= PROVIDED RECORDS =
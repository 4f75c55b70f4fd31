//! Fixed configuration shared by the admin console and the card browser.
//!
//! The site has no runtime configuration: every knob is a compile-time
//! constant here.

/// Base path of the admin HTTP API and of the admin page itself.
pub const ADMIN_API_PATH: &str = "/admin";

/// Records shown per page in the admin list.
pub const PAGE_SIZE: usize = 10;

/// Quiet period after the last keystroke before the search filter runs.
pub const SEARCH_DEBOUNCE_MS: u32 = 300;

/// How long a toast notification stays on screen.
pub const TOAST_MS: u32 = 3000;

/// Record types offered when `/admin/tables` cannot be loaded.
pub const PLACEHOLDER_RECORD_TYPES: [&str; 4] = ["delusions", "thoughts", "interests", "passions"];

/// Header and sub-header of a public card section.
#[derive(Debug, Clone, Copy, PartialEq, Eq)]
pub struct SectionTitle {
    pub header: &'static str,
    pub subheader: &'static str,
}

const SECTION_TITLES: [(&str, SectionTitle); 4] = [
    (
        "thoughts",
        SectionTitle {
            header: "Thoughts",
            subheader: "Try and keep up with the random thoughts that invade my head and lead to the randomness that ensues.",
        },
    ),
    (
        "passions",
        SectionTitle {
            header: "Passions",
            subheader: "Things I'm passionate about and enjoy doing.",
        },
    ),
    (
        "delusions",
        SectionTitle {
            header: "Delusions",
            subheader: "Wild ideas and concepts that may or may not be realistic.",
        },
    ),
    (
        "interests",
        SectionTitle {
            header: "Interests",
            subheader: "Topics and subjects that catch my attention.",
        },
    ),
];

/// Looks up the configured title of a card section, if the type has one.
pub fn section_title(record_type: &str) -> Option<SectionTitle> {
    SECTION_TITLES
        .iter()
        .find(|(name, _)| *name == record_type)
        .map(|(_, title)| *title)
}

#[cfg(test)]
mod tests {
    use super::*;

    #[test]
    fn known_sections_have_titles() {
        for name in PLACEHOLDER_RECORD_TYPES {
            assert!(section_title(name).is_some(), "{name} has no title");
        }
        assert_eq!(section_title("passions").map(|t| t.header), Some("Passions"));
    }

    #[test]
    fn unknown_section_has_no_title() {
        assert_eq!(section_title("recipes"), None);
    }
}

= PROBLEM STATEMENT =
When you output the entries, keep every word exactly as it stands.

= EXPECTED ANSWER =
repository 4f75c55b70f4fd31
//! Fixed configuration shared by the admin console and the card browser.
//!
//! The site has no runtime configuration: every knob is a compile-time
//! constant here.

/// Base path of the admin HTTP API and of the admin page itself.
pub const ADMIN_API_PATH: &str = "/admin";

/// Records shown per page in the admin list.
pub const PAGE_SIZE: usize = 10;

/// Quiet period after the last keystroke before the search filter runs.
pub const SEARCH_DEBOUNCE_MS: u32 = 300;

/// How long a toast notification stays on screen.
pub const TOAST_MS: u32 = 3000;

/// Record types offered when `/admin/tables` cannot be loaded.
pub const PLACEHOLDER_RECORD_TYPES: [&str; 4] = ["delusions", "thoughts", "interests", "passions"];

/// Header and sub-header of a public card section.
#[derive(Debug, Clone, Copy, PartialEq, Eq)]
pub struct SectionTitle {
    pub header: &'static str,
    pub subheader: &'static str,
}

const SECTION_TITLES: [(&str, SectionTitle); 4] = [
    (
        "thoughts",
        SectionTitle {
            header: "Thoughts",
            subheader: "Try and keep up with the random thoughts that invade my head and lead to the randomness that ensues.",
        },
    ),
    (
        "passions",
        SectionTitle {
            header: "Passions",
            subheader: "Things I'm passionate about and enjoy doing.",
        },
    ),
    (
        "delusions",
        SectionTitle {
            header: "Delusions",
            subheader: "Wild ideas and concepts that may or may not be realistic.",
        },
    ),
    (
        "interests",
        SectionTitle {
            header: "Interests",
            subheader: "Topics and subjects that catch my attention.",
        },
    ),
];

/// Looks up the configured title of a card section, if the type has one.
pub fn section_title(record_type: &str) -> Option<SectionTitle> {
    SECTION_TITLES
        .iter()
        .find(|(name, _)| *name == record_type)
        .map(|(_, title)| *title)
}

#[cfg(test)]
mod tests {
    use super::*;

    #[test]
    fn known_sections_have_titles() {
        for name in PLACEHOLDER_RECORD_TYPES {
            assert!(section_title(name).is_some(), "{name} has no title");
        }
        assert_eq!(section_title("passions").map(|t| t.header), Some("Passions"));
    }

    #[test]
    fn unknown_section_has_no_title() {
        assert_eq!(section_title("recipes"), None);
    }
}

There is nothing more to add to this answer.